DETAILS OF ARTWORKS
THE ARNOLFINI MARRIAGE
Painting by Jan van Eyck (1434)
Giovanni Arnolfini was a Tuscan merchant who spent most of his life in Bruges, Flanders. This painting is not only remarkable because of its quality, but also because it was the first painting of everyday life in modern history — i.e. genre painting — and because it was commissioned by a merchant rather than a nobleman.
SHETH VRAJBHUKHANDAS
Painting by Hansaji Raghunatha (1869)
Sheth Vrajbhukhandas was a merchant from Surat who grew his business to many of India’s biggest cities. He was raised in a family of philanthropists and considered this a key part of his business’s success.
SARAH BREEDLOVE A.K.A. MADAM CJ WALKER
Madam CJ Walker (née Sarah Breedlove) was America’s first black millionairess. Born in 1867, she was the first in her family to be born into freedom. She built a very successful business specifically targeting black women’s haircare needs, and was a committed political activist and philanthropist.
RICHARD TREVITHICK
Painting by John Linnel (1816)
Richard Trevithick was a British engineer. He built the first railway steam locomotive, which not only facilitated transport, but also demonstrated the enormous leverage steam engines could exert onto human labour in order to boost productivity (and thus wealth creation) by several orders of magnitude.
“MODERN” JAPANESE GIRL (MEIJI ERA)
Woodblock print by Shodo Yukawa (1903)
The Meiji Era was a period of intense modernization and wealth creation in Japan, as the country opened up trade with the outside world. This print is part of a popular series showing the juxtaposition of ancient manners and modern technology in Kyoto and Osaka.
ANDY WARHOL
Self-portrait (1966)
Andy Warhol was a leading artist in the pop art movement, known for using 20th century commercial iconography, like Campbell soup cans, Coca-Cola bottles, Heinz ketchup bottles, etc.
PORTRAIT OF ADELE BLOCH-BAUER
Painting by Gustav Klimt (1907)
This painting is famous, both for its artist, who was the most prominent in the Vienna Secession movement, and for its own history—having been confiscated by the Nazis in the 1930s and having been restituted after a seven-year trial to its legal owner’s descendant (Ferdinand Bloch-Bauer’s niece) in the early 2000s. The painting is now on display at the Neue Gallery, here in New York.
CONTESSINA DE’ BARDI
Painted posthumously by Cristofano dell’Altissimo
Contessina de’ Bardi was the wife of Cosimo de Medici. She survived her husband by a decade, during which—together with her daughter in law Lucrezia Tornabuoni—she exerted the greatest influence on her grandson Lorenzo the Magnificent, and instilled in him the cultural values that underpinned one of the most impressive banking families in history.
TRUMPET
Painting by Jean-Michel Basquiat (1984)
Jean-Michel Basquiat was an American neo-expressionist artist who opened up his work to include graffiti and hip hop culture, breaking many boundaries and preconceptions.
FEDERICO DA MONTEFELTRO
Painting by Piero della Francesca (ca. 1472)
Federico da Montefeltro is considered by many academics to be the archetypal Renaissance Man. Life at his palace was the inspiration for Baldassare Castiglione’s “Il Cortegiano”, the first guide to gentleman-like etiquette.
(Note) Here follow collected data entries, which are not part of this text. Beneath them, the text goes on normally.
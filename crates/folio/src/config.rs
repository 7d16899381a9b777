//! Configuration file structure (blog.toml).

use std::fs;
use std::path::{Path, PathBuf};

use anyhow::{Context, Result};
use folio_mdx::DateLocale;
use serde::Deserialize;

#[derive(Debug, Deserialize, Default)]
pub struct ConfigFile {
    #[serde(default)]
    pub site: SiteConfig,
    #[serde(default)]
    pub content: ContentConfig,
    #[serde(default)]
    pub list: ListConfig,
    #[serde(default)]
    pub export: ExportConfig,
}

#[derive(Debug, Deserialize)]
pub struct SiteConfig {
    #[serde(default = "default_title")]
    pub title: String,
    /// Locale for displayed dates
    #[serde(default)]
    pub locale: DateLocale,
}

#[derive(Debug, Deserialize)]
pub struct ContentConfig {
    #[serde(default = "default_content_dir")]
    pub dir: String,
}

#[derive(Debug, Deserialize)]
pub struct ListConfig {
    #[serde(default = "default_page_size")]
    pub page_size: usize,
}

#[derive(Debug, Deserialize)]
pub struct ExportConfig {
    #[serde(default = "default_export_output")]
    pub output: String,
}

impl Default for SiteConfig {
    fn default() -> Self {
        Self {
            title: default_title(),
            locale: DateLocale::default(),
        }
    }
}

impl Default for ContentConfig {
    fn default() -> Self {
        Self {
            dir: default_content_dir(),
        }
    }
}

impl Default for ListConfig {
    fn default() -> Self {
        Self {
            page_size: default_page_size(),
        }
    }
}

impl Default for ExportConfig {
    fn default() -> Self {
        Self {
            output: default_export_output(),
        }
    }
}

fn default_title() -> String {
    "My Blog".to_string()
}
fn default_content_dir() -> String {
    "content/posts".to_string()
}
fn default_page_size() -> usize {
    10
}
fn default_export_output() -> String {
    "dist/posts.json".to_string()
}

impl ConfigFile {
    pub fn content_dir(&self) -> PathBuf {
        PathBuf::from(&self.content.dir)
    }
}

/// Load configuration from the given path if it exists.
/// Returns an error if the config file exists but is malformed.
pub fn load_config(path: &Path) -> Result<ConfigFile> {
    if !path.exists() {
        tracing::debug!("No {} found, using defaults", path.display());
        return Ok(ConfigFile::default());
    }

    let content = fs::read_to_string(path)
        .with_context(|| format!("Failed to read {}", path.display()))?;
    let config: ConfigFile = toml::from_str(&content)
        .with_context(|| format!("Failed to parse {}", path.display()))?;
    tracing::info!("Loaded config from {}", path.display());

    Ok(config)
}

#[cfg(test)]
mod tests {
    use super::*;
    use tempfile::tempdir;

    #[test]
    fn defaults_when_missing() {
        let temp = tempdir().unwrap();

        let config = load_config(&temp.path().join("blog.toml")).unwrap();

        assert_eq!(config.content.dir, "content/posts");
        assert_eq!(config.list.page_size, 10);
        assert_eq!(config.site.locale, DateLocale::Ko);
    }

    #[test]
    fn reads_partial_file() {
        let temp = tempdir().unwrap();
        let path = temp.path().join("blog.toml");
        fs::write(&path, "[site]\nlocale = \"en\"\n\n[list]\npage_size = 5\n").unwrap();

        let config = load_config(&path).unwrap();

        assert_eq!(config.site.locale, DateLocale::En);
        assert_eq!(config.site.title, "My Blog");
        assert_eq!(config.list.page_size, 5);
        assert_eq!(config.export.output, "dist/posts.json");
    }

    #[test]
    fn rejects_malformed_file() {
        let temp = tempdir().unwrap();
        let path = temp.path().join("blog.toml");
        fs::write(&path, "[list]\npage_size = \"ten\"\n").unwrap();

        assert!(load_config(&path).is_err());
    }
}
//! Table of contents command.

use std::fs;
use std::path::Path;

use anyhow::{Context, Result};
use folio_mdx::{extract_toc, parse_mdx_content, TocItem};

/// Run the toc command.
pub fn run(file: &Path) -> Result<()> {
    let source = fs::read_to_string(file)
        .with_context(|| format!("Failed to read {}", file.display()))?;

    let result = parse_mdx_content(&source);
    if let Some(error) = result.error() {
        tracing::warn!("{}: {}", file.display(), error);
    }

    let body = result
        .into_data()
        .map(|post| post.content)
        .unwrap_or_default();

    for item in extract_toc(&body) {
        println!("{}", format_item(&item));
    }

    Ok(())
}

/// `##` entries flush left, `###` entries indented.
fn format_item(item: &TocItem) -> String {
    let indent = "  ".repeat(usize::from(item.depth.saturating_sub(2)));
    format!("{}- {} (#{})", indent, item.text, item.id)
}
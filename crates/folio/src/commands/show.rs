//! Parse result inspection command.

use std::fs;
use std::path::Path;

use anyhow::{Context, Result};
use folio_mdx::parse_mdx_content;

/// Run the show command.
pub fn run(file: &Path) -> Result<()> {
    let source = fs::read_to_string(file)
        .with_context(|| format!("Failed to read {}", file.display()))?;

    let result = parse_mdx_content(&source);
    let json = serde_json::to_string_pretty(&result).context("Failed to serialize result")?;

    println!("{}", json);

    Ok(())
}
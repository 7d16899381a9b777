//! CLI subcommands.

pub mod check;
pub mod export;
pub mod init;
pub mod list;
pub mod show;
pub mod tags;
pub mod toc;
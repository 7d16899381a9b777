//! Post catalog for folio.
//!
//! Loads a directory of MDX posts, keeps the published ones in date order
//! and answers tag and pagination queries over them.

pub mod catalog;
pub mod page;
pub mod tags;

pub use catalog::{CatalogConfig, CatalogError, Post, PostCatalog, PostIssue};
pub use page::{paginate, Page};
pub use tags::TagInfo;
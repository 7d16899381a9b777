//! Table of contents extraction.

use pulldown_cmark::{Event, Options, Parser, Tag, TagEnd};
use serde::Serialize;

/// A table of contents entry.
#[derive(Debug, Clone, PartialEq, Eq, Serialize)]
pub struct TocItem {
    /// Anchor ID
    pub id: String,
    /// Heading text
    pub text: String,
    /// Heading level (2 or 3)
    pub depth: u8,
}

/// Markdown extensions matching GitHub-flavored markdown.
pub(crate) fn gfm_options() -> Options {
    Options::ENABLE_TABLES
        | Options::ENABLE_FOOTNOTES
        | Options::ENABLE_STRIKETHROUGH
        | Options::ENABLE_TASKLISTS
}

/// Build the outline of a document body from its `##` and `###` headings.
///
/// Heading text is taken from the heading's own text nodes; text wrapped in
/// emphasis, links and other inline containers is not included. Identical
/// headings produce identical ids.
pub fn extract_toc(body: &str) -> Vec<TocItem> {
    let mut toc = Vec::new();

    // (level, text, inline nesting depth)
    let mut current: Option<(u8, String, usize)> = None;

    for event in Parser::new_ext(body, gfm_options()) {
        match event {
            Event::Start(Tag::Heading { level, .. }) => {
                current = Some((level as u8, String::new(), 0));
            }

            Event::End(TagEnd::Heading(_)) => {
                if let Some((depth, text, _)) = current.take() {
                    if depth == 2 || depth == 3 {
                        toc.push(TocItem {
                            id: slugify(&text),
                            text,
                            depth,
                        });
                    }
                }
            }

            Event::Start(_) => {
                if let Some((_, _, nesting)) = current.as_mut() {
                    *nesting += 1;
                }
            }

            Event::End(_) => {
                if let Some((_, _, nesting)) = current.as_mut() {
                    *nesting = nesting.saturating_sub(1);
                }
            }

            Event::Text(text) | Event::Code(text) | Event::InlineHtml(text) => {
                if let Some((_, heading, 0)) = current.as_mut() {
                    heading.push_str(&text);
                }
            }

            Event::SoftBreak => {
                if let Some((_, heading, 0)) = current.as_mut() {
                    heading.push('\n');
                }
            }

            _ => {}
        }
    }

    toc
}

/// Convert heading text to an anchor id.
///
/// Keeps ASCII lowercase letters, digits, Hangul syllables and hyphens.
/// Whitespace becomes a hyphen and hyphen runs collapse to one. Leading and
/// trailing hyphens are kept.
pub fn slugify(text: &str) -> String {
    let mut slug = String::with_capacity(text.len());

    for c in text.to_lowercase().chars() {
        let c = if c.is_whitespace() { '-' } else { c };

        if c == '-' {
            if !slug.ends_with('-') {
                slug.push('-');
            }
        } else if c.is_ascii_lowercase() || c.is_ascii_digit() || is_hangul_syllable(c) {
            slug.push(c);
        }
    }

    slug
}

fn is_hangul_syllable(c: char) -> bool {
    ('\u{AC00}'..='\u{D7A3}').contains(&c)
}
Federico was a condottiere as well as a humanist intellectual, and patron to some of the Renaissance’s most iconic artists such as Raphaël and Piero della Francesca.
ALEXEY MELISSENOS
Painting by George Dawe (est. 1811)
The Melissenos were a family that flourished during the early centuries of the Byzantine Empire, and managed to retain prominence all the way to the 19th century. The only child of Pyotr Melissenos, Alexey died in the Franco-Russian war before he was able to father any children of his own, thus ending this illustrious millenarian dynasty.
PORTRAIT OF A WOMAN
Painting by Pablo Picasso (1938)
Picasso almost needs no introduction as a ground-breaking artist, printmaker and sculptor. However, one of the things few people have discussed is his determination never to stop questioning, learning, experimenting and evolving, discovering new ideas and entirely new aesthetics long after the period he was most famous for.
CONSTANTINE
Constantine was one of the first Roman emperors to aim to redress the devaluation of money by forsaking easy fiat currency and returning to hard money i.e. gold.